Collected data

::::::

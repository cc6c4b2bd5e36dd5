//! Edge-deletion bitmap.
//!
//! One bit per edge of a block. Bits are set concurrently by the mutate
//! map's tasks; each bit is written by exactly one task, but neighbouring
//! bits of one word may belong to different sub-blocks, so words are
//! atomic.

use std::sync::atomic::{AtomicU64, Ordering};

pub struct Bitmap {
    words: Box<[AtomicU64]>,
    bits: u64,
}

impl Bitmap {
    pub fn new(bits: u64) -> Self {
        let words = (bits as usize + 63) / 64;
        Bitmap {
            words: (0..words).map(|_| AtomicU64::new(0)).collect(),
            bits,
        }
    }

    pub fn len(&self) -> u64 {
        self.bits
    }

    pub fn is_empty(&self) -> bool {
        self.bits == 0
    }

    pub fn set(&self, i: u64) {
        debug_assert!(i < self.bits);
        self.words[(i / 64) as usize].fetch_or(1 << (i % 64), Ordering::Relaxed);
    }

    pub fn get(&self, i: u64) -> bool {
        debug_assert!(i < self.bits);
        self.words[(i / 64) as usize].load(Ordering::Relaxed) & (1 << (i % 64)) != 0
    }

    pub fn count(&self) -> u64 {
        self.words
            .iter()
            .map(|w| u64::from(w.load(Ordering::Relaxed).count_ones()))
            .sum()
    }
}

#[cfg(test)]
mod tests {
    use super::*;

    #[test]
    fn set_get_count() {
        let b = Bitmap::new(130);
        assert_eq!(b.len(), 130);
        assert_eq!(b.count(), 0);
        b.set(0);
        b.set(63);
        b.set(64);
        b.set(129);
        assert!(b.get(0) && b.get(63) && b.get(64) && b.get(129));
        assert!(!b.get(1) && !b.get(128));
        assert_eq!(b.count(), 4);
    }

    #[test]
    fn concurrent_sets_in_one_word() {
        let b = std::sync::Arc::new(Bitmap::new(64));
        let mut handles = Vec::new();
        for t in 0..4 {
            let b = b.clone();
            handles.push(std::thread::spawn(move || {
                for i in (t..64).step_by(4) {
                    b.set(i as u64);
                }
            }));
        }
        for h in handles {
            h.join().unwrap();
        }
        assert_eq!(b.count(), 64);
    }
}
//! Graph metadata: the `meta.yaml` description of the partitioned layout.
//!
//! The metadata is immutable for the lifetime of a run. Edge counts of
//! mutated blocks change on disk (`.new` siblings), but the vertex ranges
//! and sub-block boundaries never do; current per-block edge counts live in
//! the published [`crate::graph::BlockIndex`] snapshots.

use std::fs::File;
use std::path::{Path, PathBuf};

use serde::{Deserialize, Serialize};

use crate::error::{Error, Result};
use crate::types::*;

#[derive(Debug, Clone, Serialize, Deserialize)]
pub struct SubBlockMeta {
    pub id: SubBlockId,
    pub begin_id: VertexId,
    pub end_id: VertexId,
    pub num_edges: u64,
    /// Block-local edge offset of this sub-block's first edge.
    pub begin_offset: EdgeIndex,
}

impl SubBlockMeta {
    pub fn size_bytes(&self) -> u64 {
        self.num_edges * EDGE_BYTES
    }
}

#[derive(Debug, Clone, Serialize, Deserialize)]
pub struct BlockMeta {
    pub id: BlockId,
    pub begin_id: VertexId,
    pub end_id: VertexId,
    pub num_vertices: VertexCount,
    pub num_edges: u64,
    /// Vertices per reduced-offset entry in `index.bin`.
    pub offset_ratio: u32,
    pub num_sub_blocks: u32,
    pub sub_blocks: Vec<SubBlockMeta>,
}

impl BlockMeta {
    pub fn num_offsets(&self) -> u64 {
        (u64::from(self.num_vertices) + u64::from(self.offset_ratio) - 1)
            / u64::from(self.offset_ratio)
    }

    pub fn index_bytes(&self) -> u64 {
        self.num_offsets() * OFFSET_BYTES + u64::from(self.num_vertices) * DEGREE_BYTES
    }

    /// index.bin plus all sub-block edge files.
    pub fn size_bytes(&self) -> u64 {
        self.index_bytes() + self.num_edges * EDGE_BYTES
    }

    pub fn max_sub_block_bytes(&self) -> u64 {
        self.sub_blocks
            .iter()
            .map(SubBlockMeta::size_bytes)
            .max()
            .unwrap_or(0)
    }
}

#[derive(Debug, Clone, Serialize, Deserialize)]
pub struct GraphMeta {
    pub num_vertices: VertexCount,
    pub num_edges: u64,
    pub num_blocks: u32,
    pub blocks: Vec<BlockMeta>,
}

impl GraphMeta {
    /// Loads and validates `<root>/meta.yaml`. Any missing file or
    /// inconsistent field aborts the run before a worker starts.
    pub fn load(root: &Path) -> Result<Self> {
        let path = meta_path(root);
        let file = File::open(&path).map_err(|e| Error::io(&path, e))?;
        let meta: GraphMeta = serde_yaml::from_reader(file)
            .map_err(|e| Error::Metadata(format!("{}: {e}", path.display())))?;
        meta.validate()?;
        Ok(meta)
    }

    pub fn save(&self, root: &Path) -> Result<()> {
        let path = meta_path(root);
        let file = File::create(&path).map_err(|e| Error::io(&path, e))?;
        serde_yaml::to_writer(file, self)
            .map_err(|e| Error::Metadata(format!("{}: {e}", path.display())))
    }

    fn validate(&self) -> Result<()> {
        let err = |msg: String| Err(Error::Metadata(msg));
        if self.blocks.len() != self.num_blocks as usize {
            return err(format!(
                "num_blocks is {} but {} block records present",
                self.num_blocks,
                self.blocks.len()
            ));
        }
        let mut next_vertex = 0;
        let mut total_edges = 0u64;
        for (i, b) in self.blocks.iter().enumerate() {
            if b.id != i as BlockId {
                return err(format!("block {i} carries id {}", b.id));
            }
            if b.begin_id != next_vertex || b.end_id <= b.begin_id {
                return err(format!(
                    "block {i} range [{}, {}) does not continue at {next_vertex}",
                    b.begin_id, b.end_id
                ));
            }
            if b.end_id - b.begin_id != b.num_vertices {
                return err(format!("block {i} num_vertices mismatch"));
            }
            if b.offset_ratio == 0 {
                return err(format!("block {i} has offset_ratio 0"));
            }
            if b.sub_blocks.len() != b.num_sub_blocks as usize {
                return err(format!("block {i} sub-block count mismatch"));
            }
            let mut next_sub_vertex = b.begin_id;
            let mut next_offset = 0u64;
            let mut block_edges = 0u64;
            for (j, s) in b.sub_blocks.iter().enumerate() {
                if s.id != j as SubBlockId {
                    return err(format!("block {i} sub-block {j} carries id {}", s.id));
                }
                if s.begin_id != next_sub_vertex || s.end_id <= s.begin_id {
                    return err(format!("block {i} sub-block {j} range broken"));
                }
                if s.begin_offset != next_offset {
                    return err(format!("block {i} sub-block {j} begin_offset broken"));
                }
                next_sub_vertex = s.end_id;
                next_offset += s.num_edges;
                block_edges += s.num_edges;
            }
            if next_sub_vertex != b.end_id {
                return err(format!("block {i} sub-blocks do not cover its range"));
            }
            if block_edges != b.num_edges {
                return err(format!("block {i} edge count mismatch"));
            }
            next_vertex = b.end_id;
            total_edges += b.num_edges;
        }
        if next_vertex != self.num_vertices {
            return err(format!(
                "blocks cover {next_vertex} vertices, metadata says {}",
                self.num_vertices
            ));
        }
        if total_edges != self.num_edges {
            return err(format!(
                "blocks carry {total_edges} edges, metadata says {}",
                self.num_edges
            ));
        }
        Ok(())
    }

    /// Block owning `v`. Panics on an out-of-range id (logic bug).
    pub fn block_of(&self, v: VertexId) -> BlockId {
        debug_assert!(v < self.num_vertices);
        match self.blocks.binary_search_by(|b| {
            if v < b.begin_id {
                std::cmp::Ordering::Greater
            } else if v >= b.end_id {
                std::cmp::Ordering::Less
            } else {
                std::cmp::Ordering::Equal
            }
        }) {
            Ok(i) => i as BlockId,
            Err(_) => panic!("vertex {v} is out of range"),
        }
    }

    pub fn max_sub_block_bytes(&self) -> u64 {
        self.blocks
            .iter()
            .map(BlockMeta::max_sub_block_bytes)
            .max()
            .unwrap_or(0)
    }
}

pub fn meta_path(root: &Path) -> PathBuf {
    root.join("meta.yaml")
}

pub fn block_dir(root: &Path, block: BlockId) -> PathBuf {
    root.join("graphs").join(format!("{block}_blocks"))
}

pub fn index_path(root: &Path, block: BlockId, mutated: bool) -> PathBuf {
    let name = if mutated { "index.bin.new" } else { "index.bin" };
    block_dir(root, block).join(name)
}

pub fn sub_block_path(root: &Path, block: BlockId, sub: SubBlockId, mutated: bool) -> PathBuf {
    let name = if mutated {
        format!("{sub}.bin.new")
    } else {
        format!("{sub}.bin")
    };
    block_dir(root, block).join(name)
}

::::::

Exercise requirements → Could you copy exactly the lines from the first line of the records above through the line containing "assert!(!b.get(1) && !b.get(128));", both included, and nothing else?

Solution to the problem →
repository cc6c4b2bd5e36dd5
//! Edge-deletion bitmap.
//!
//! One bit per edge of a block. Bits are set concurrently by the mutate
//! map's tasks; each bit is written by exactly one task, but neighbouring
//! bits of one word may belong to different sub-blocks, so words are
//! atomic.

use std::sync::atomic::{AtomicU64, Ordering};

pub struct Bitmap {
    words: Box<[AtomicU64]>,
    bits: u64,
}

impl Bitmap {
    pub fn new(bits: u64) -> Self {
        let words = (bits as usize + 63) / 64;
        Bitmap {
            words: (0..words).map(|_| AtomicU64::new(0)).collect(),
            bits,
        }
    }

    pub fn len(&self) -> u64 {
        self.bits
    }

    pub fn is_empty(&self) -> bool {
        self.bits == 0
    }

    pub fn set(&self, i: u64) {
        debug_assert!(i < self.bits);
        self.words[(i / 64) as usize].fetch_or(1 << (i % 64), Ordering::Relaxed);
    }

    pub fn get(&self, i: u64) -> bool {
        debug_assert!(i < self.bits);
        self.words[(i / 64) as usize].load(Ordering::Relaxed) & (1 << (i % 64)) != 0
    }

    pub fn count(&self) -> u64 {
        self.words
            .iter()
            .map(|w| u64::from(w.load(Ordering::Relaxed).count_ones()))
            .sum()
    }
}

#[cfg(test)]
mod tests {
    use super::*;

    #[test]
    fn set_get_count() {
        let b = Bitmap::new(130);
        assert_eq!(b.len(), 130);
        assert_eq!(b.count(), 0);
        b.set(0);
        b.set(63);
        b.set(64);
        b.set(129);
        assert!(b.get(0) && b.get(63) && b.get(64) && b.get(129));
        assert!(!b.get(1) && !b.get(128));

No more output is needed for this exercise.